Once a bioprinted organ is implanted into a patient, it will naturally degrade over time — which is OK since that’s how it’s designed to work.

“You’re probably wondering, ‘Well, then what happens to the tissue? Will it fall apart?’ Actually, no,” Atala said. “These glues dissolve, and the cells sense that the bridge is giving way; they sense that they don’t have a firm footing anymore. So cells do what they do in your very own body, which is to create their own bridge and create their own glue.”

Atala and Lewis are conservative in their estimates about the number of years remaining before fully functioning bioprinted organs can be implanted into humans.
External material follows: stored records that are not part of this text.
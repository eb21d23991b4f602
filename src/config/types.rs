use crate::{ConfigError, ConfigResult};
use serde::Deserialize;
use std::net::SocketAddr;
use std::time::Duration;
use url::Url;

/// Main configuration structure for calproxy
#[derive(Debug, Clone, Default, Deserialize)]
#[serde(deny_unknown_fields)]
pub struct Config {
    #[serde(default)]
    pub upstream: UpstreamConfig,
    #[serde(default)]
    pub refresh: RefreshConfig,
    #[serde(default)]
    pub server: ServerConfig,
}

/// Where the index page lives and how to authenticate against it
#[derive(Debug, Clone, Deserialize)]
#[serde(deny_unknown_fields, rename_all = "kebab-case")]
pub struct UpstreamConfig {
    /// URL of the index page listing the source feeds
    #[serde(default)]
    pub target: Option<String>,

    /// Basic auth user
    #[serde(default)]
    pub user: String,

    /// Basic auth password
    #[serde(default)]
    pub pass: String,

    /// Whole-request timeout for a single fetch
    #[serde(default = "default_request_timeout_secs")]
    pub request_timeout_secs: u64,

    #[serde(default = "default_connect_timeout_secs")]
    pub connect_timeout_secs: u64,
}

/// Refresh cycle behavior
#[derive(Debug, Clone, Deserialize)]
#[serde(deny_unknown_fields, rename_all = "kebab-case")]
pub struct RefreshConfig {
    /// Time between refresh cycles
    #[serde(default = "default_interval_secs")]
    pub interval_secs: u64,

    /// Size of the admission pool for source fetches
    #[serde(default = "default_max_concurrent_fetches")]
    pub max_concurrent_fetches: usize,

    /// Upper bound on one refresh cycle; in-flight fetches are cancelled after it
    #[serde(default = "default_cycle_timeout_secs")]
    pub cycle_timeout_secs: u64,
}

/// HTTP server configuration
#[derive(Debug, Clone, Deserialize)]
#[serde(deny_unknown_fields)]
pub struct ServerConfig {
    /// Socket address to listen on
    #[serde(default = "default_listen")]
    pub listen: String,
}

/// Values taken from flags or environment variables
///
/// Each `Some` replaces the corresponding file value.
#[derive(Debug, Clone, Default)]
pub struct ConfigOverrides {
    pub target: Option<String>,
    pub user: Option<String>,
    pub pass: Option<String>,
    pub listen: Option<String>,
}

fn default_request_timeout_secs() -> u64 {
    30
}

fn default_connect_timeout_secs() -> u64 {
    10
}

fn default_interval_secs() -> u64 {
    2 * 60 * 60
}

fn default_max_concurrent_fetches() -> usize {
    5
}

fn default_cycle_timeout_secs() -> u64 {
    10 * 60
}

fn default_listen() -> String {
    "0.0.0.0:8080".to_string()
}

impl Default for UpstreamConfig {
    fn default() -> Self {
        Self {
            target: None,
            user: String::new(),
            pass: String::new(),
            request_timeout_secs: default_request_timeout_secs(),
            connect_timeout_secs: default_connect_timeout_secs(),
        }
    }
}

impl Default for RefreshConfig {
    fn default() -> Self {
        Self {
            interval_secs: default_interval_secs(),
            max_concurrent_fetches: default_max_concurrent_fetches(),
            cycle_timeout_secs: default_cycle_timeout_secs(),
        }
    }
}

impl Default for ServerConfig {
    fn default() -> Self {
        Self {
            listen: default_listen(),
        }
    }
}

impl Config {
    /// Applies flag/environment overrides on top of this configuration
    pub fn apply_overrides(&mut self, overrides: ConfigOverrides) {
        if let Some(target) = overrides.target {
            self.upstream.target = Some(target);
        }
        if let Some(user) = overrides.user {
            self.upstream.user = user;
        }
        if let Some(pass) = overrides.pass {
            self.upstream.pass = pass;
        }
        if let Some(listen) = overrides.listen {
            self.server.listen = listen;
        }
    }

    /// Parses the configured index page URL
    pub fn target_url(&self) -> ConfigResult<Url> {
        let target = self
            .upstream
            .target
            .as_deref()
            .map(str::trim)
            .filter(|t| !t.is_empty())
            .ok_or(ConfigError::MissingTarget)?;

        let url = Url::parse(target)
            .map_err(|e| ConfigError::InvalidUrl(format!("Invalid target '{}': {}", target, e)))?;

        if url.scheme() != "http" && url.scheme() != "https" {
            return Err(ConfigError::InvalidUrl(format!(
                "Target '{}' must use http or https",
                target
            )));
        }

        if url.host_str().is_none() {
            return Err(ConfigError::InvalidUrl(format!(
                "Target '{}' has no host",
                target
            )));
        }

        Ok(url)
    }

    /// Parses the listen address
    pub fn listen_addr(&self) -> ConfigResult<SocketAddr> {
        self.server.listen.parse().map_err(|e| {
            ConfigError::Validation(format!(
                "Invalid listen address '{}': {}",
                self.server.listen, e
            ))
        })
    }

    pub fn refresh_interval(&self) -> Duration {
        Duration::from_secs(self.refresh.interval_secs)
    }

    pub fn cycle_timeout(&self) -> Duration {
        Duration::from_secs(self.refresh.cycle_timeout_secs)
    }
}
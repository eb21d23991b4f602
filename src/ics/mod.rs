//! iCalendar feed codec
//!
//! This module decodes source feeds into typed calendar entries and encodes
//! the merged aggregate back into iCalendar text. Parsing is delegated to the
//! icalendar crate's parser; entries are kept as an owned component tree of
//! the crate's properties so they can be re-serialized in source order
//! without losing properties the aggregator does not understand.

mod entry;
mod parser;
mod writer;

pub use entry::{AggregateDocument, CalendarEntry, Component, PRODUCT_ID};
pub use icalendar::Property;
pub use parser::parse_feed;
pub use writer::serialize;

/// Content type used when serving the aggregate
pub const CONTENT_TYPE: &str = "text/calendar; charset=utf-8";
use crate::config::types::{Config, ConfigOverrides};
use crate::config::validation::validate;
use crate::ConfigError;
use std::path::Path;

/// Loads the configuration, applies overrides and validates the result
///
/// # Arguments
///
/// * `path` - Optional path to a TOML configuration file; defaults are used without one
/// * `overrides` - Values from flags or environment variables
///
/// # Returns
///
/// * `Ok(Config)` - Successfully loaded and validated configuration
/// * `Err(ConfigError)` - Failed to read, parse, or validate the configuration
pub fn load_config(path: Option<&Path>, overrides: ConfigOverrides) -> Result<Config, ConfigError> {
    let mut config = match path {
        Some(path) => {
            let content = std::fs::read_to_string(path)?;
            parse_config(&content)?
        }
        None => Config::default(),
    };

    config.apply_overrides(overrides);
    validate(&config)?;

    Ok(config)
}

/// Parses TOML configuration text without validating it
pub fn parse_config(content: &str) -> Result<Config, ConfigError> {
    Ok(toml::from_str(content)?)
}
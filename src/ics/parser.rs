//! Feed decoding using the icalendar crate's parser

use crate::ics::entry::{CalendarEntry, Component};
use crate::DecodeError;
use icalendar::parser::{read_calendar, unfold};
use icalendar::Property;

const BYTE_ORDER_MARK: char = '\u{feff}';

/// Decodes a source feed into its top-level calendar entries
///
/// The bytes must be UTF-8 and contain a `VCALENDAR` object; a leading byte
/// order mark is ignored. Every component directly below `VCALENDAR` becomes
/// one entry, classified by its name. Text values come back unescaped.
///
/// # Example
///
/// ```
/// use calproxy::ics::{parse_feed, CalendarEntry};
///
/// let feed = "BEGIN:VCALENDAR\r\nVERSION:2.0\r\nBEGIN:VEVENT\r\nUID:1\r\nEND:VEVENT\r\nEND:VCALENDAR\r\n";
/// let entries = parse_feed(feed.as_bytes()).unwrap();
/// assert!(matches!(entries[0], CalendarEntry::Event(_)));
/// ```
pub fn parse_feed(bytes: &[u8]) -> Result<Vec<CalendarEntry>, DecodeError> {
    let content = std::str::from_utf8(bytes)
        .map_err(|e| DecodeError::Feed(format!("feed is not valid UTF-8: {}", e)))?;
    let content = content.strip_prefix(BYTE_ORDER_MARK).unwrap_or(content);

    let unfolded = unfold(content);
    if !has_calendar_object(&unfolded) {
        return Err(DecodeError::Feed(
            "missing BEGIN:VCALENDAR/END:VCALENDAR".to_string(),
        ));
    }

    let calendar = read_calendar(&unfolded).map_err(DecodeError::Feed)?;

    Ok(calendar
        .components
        .into_iter()
        .map(to_owned_component)
        .map(CalendarEntry::from_component)
        .collect())
}

/// Checks that the content is wrapped in a VCALENDAR object
fn has_calendar_object(content: &str) -> bool {
    let mut begin = false;
    let mut end = false;
    for line in content.lines() {
        let line = line.trim();
        if line.eq_ignore_ascii_case("BEGIN:VCALENDAR") {
            begin = true;
        } else if begin && line.eq_ignore_ascii_case("END:VCALENDAR") {
            end = true;
        }
    }
    begin && end
}

fn to_owned_component(component: icalendar::parser::Component<'_>) -> Component {
    Component {
        name: component.name.to_string(),
        properties: component.properties.into_iter().map(Property::from).collect(),
        components: component
            .components
            .into_iter()
            .map(to_owned_component)
            .collect(),
    }
}
//! Integration tests for the refresh pipeline and the request server
//!
//! Upstream servers are mocked with wiremock; where in-flight requests have to
//! be observed, a small axum server with counters stands in instead.

mod aggregate_tests;
mod common;
//! Request handlers

use crate::ics;
use crate::metrics::{self, Outcome};
use crate::server::AppState;
use axum::{
    extract::{ConnectInfo, Request, State},
    http::{header, HeaderMap, HeaderValue, StatusCode},
    response::{IntoResponse, Response},
    routing::get,
    Router,
};
use chrono::{DateTime, Utc};
use std::net::SocketAddr;

/// Builds the router
///
/// `/metrics` exposes the counters; every other path serves the aggregate.
pub fn router(state: AppState) -> Router {
    Router::new()
        .route("/", get(serve_aggregate))
        .route("/metrics", get(serve_metrics))
        .fallback(serve_aggregate)
        .with_state(state)
}

/// GET / - the latest aggregate, or 500 if none was ever published
async fn serve_aggregate(State(state): State<AppState>, request: Request) -> Response {
    let peer = request
        .extensions()
        .get::<ConnectInfo<SocketAddr>>()
        .map(|ConnectInfo(addr)| *addr);
    let remote = remote_addr(request.headers(), peer);
    let user_agent = request
        .headers()
        .get(header::USER_AGENT)
        .and_then(|v| v.to_str().ok())
        .unwrap_or("")
        .to_string();

    let Some(snapshot) = state.cache.current().await else {
        tracing::error!(user_agent = %user_agent, remote = %remote, "No content");
        state.metrics.record_in_request(Outcome::Err);
        return StatusCode::INTERNAL_SERVER_ERROR.into_response();
    };

    let mut response = (
        StatusCode::OK,
        [(header::CONTENT_TYPE, ics::CONTENT_TYPE)],
        snapshot.body.clone(),
    )
        .into_response();

    if let Ok(value) = HeaderValue::from_str(&http_date(snapshot.published_at)) {
        response.headers_mut().insert(header::LAST_MODIFIED, value);
    }

    tracing::info!(user_agent = %user_agent, remote = %remote, "Served");
    state.metrics.record_in_request(Outcome::Ok);
    response
}

/// GET /metrics - counters in the Prometheus text format
async fn serve_metrics(State(state): State<AppState>) -> impl IntoResponse {
    (
        [(header::CONTENT_TYPE, metrics::CONTENT_TYPE)],
        state.metrics.render(),
    )
}

/// Address of the requester, preferring `X-Forwarded-For` over the peer address
pub fn remote_addr(headers: &HeaderMap, peer: Option<SocketAddr>) -> String {
    headers
        .get("x-forwarded-for")
        .and_then(|v| v.to_str().ok())
        .filter(|v| !v.is_empty())
        .map(str::to_string)
        .or_else(|| peer.map(|addr| addr.to_string()))
        .unwrap_or_else(|| "unknown".to_string())
}

fn http_date(time: DateTime<Utc>) -> String {
    time.format("%a, %d %b %Y %H:%M:%S GMT").to_string()
}
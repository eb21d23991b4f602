//! Aggregate encoding
//!
//! Content lines are rendered by the icalendar crate, which escapes text
//! values, quotes parameter values and folds at 75 octets with CRLF endings.
//! This module only lays out the component structure, in arrival order.
//!
//! `icalendar::Calendar`'s own writer is not used for the components: it
//! stamps a `DTSTAMP` and a random `UID` into every component that lacks
//! one, including `VTIMEZONE`, `STANDARD`, `DAYLIGHT` and `VALARM`, and it
//! reorders properties by name.

use crate::ics::entry::{AggregateDocument, CalendarEntry, Component};
use icalendar::Property;

/// Serializes an aggregate into iCalendar text
///
/// An aggregate without entries still produces a complete `VCALENDAR` with
/// its `VERSION`, `PRODID` and `CALSCALE` properties.
pub fn serialize(doc: &AggregateDocument) -> String {
    let mut out = String::new();
    out.push_str("BEGIN:VCALENDAR\r\n");
    for property in Property::from_array([
        ("VERSION", "2.0"),
        ("PRODID", doc.product_id()),
        ("CALSCALE", "GREGORIAN"),
    ]) {
        write_property(&mut out, property);
    }

    for entry in doc.entries() {
        match entry {
            CalendarEntry::Event(component) | CalendarEntry::Timezone(component) => {
                write_component(&mut out, component)
            }
            // Never stored in an aggregate
            CalendarEntry::Unhandled { .. } => {}
        }
    }

    out.push_str("END:VCALENDAR\r\n");
    out
}

fn write_component(out: &mut String, component: &Component) {
    out.push_str(&format!("BEGIN:{}\r\n", component.name));
    for property in &component.properties {
        write_property(out, property.clone());
    }
    for child in &component.components {
        write_component(out, child);
    }
    out.push_str(&format!("END:{}\r\n", component.name));
}

/// Appends one folded content line, CRLF included
fn write_property(out: &mut String, property: Property) {
    // Rendering into a String never fails
    let line: Result<String, _> = property.try_into();
    if let Ok(line) = line {
        out.push_str(&line);
    }
}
“The field’s moving fast, but I mean, I think we’re talking about a decade plus, even with all of the tremendous progress that’s been made,” Lewis said.

“I learned so many years ago never to predict because you’ll always be wrong,” Atala said. “There’s so many factors in terms of manufacturing and the (US Food and Drug Administration regulation). At the end of the day, our interest, of course, is to make sure the technologies are safe for the patient above all.”

Whenever bioprinting organs becomes an available option, affordability for patients and their caregivers shouldn’t be an issue.

They’ll be “accessible for sure,” Atala said. “The costs associated with organ failures are very high. Just to keep a patient on dialysis is over a quarter of a million dollars per year, just to keep one patient on dialysis. So, it’s a lot cheaper to create an organ that you can implant into the patient.”

The average kidney transplant cost was $442,500 in 2020, according to research published by the American Society of Nephrology — while 3D printers retail for around a few thousand dollars to upward of $100,000, depending on their complexity. But even though low-cost printers are available, pricey parts of bioprinting can include maintaining cell banks for patients, culturing cells and safely handling biological materials, Lewis said.

Some of the major costs of current organ transplantation are “harvesting the organ from the donor, the transport costs and then, of course, the surgery that the recipient goes through, and then all the care and monitoring,” Lewis said. “Some of that cost would still be in play, even if it was bioprinted.”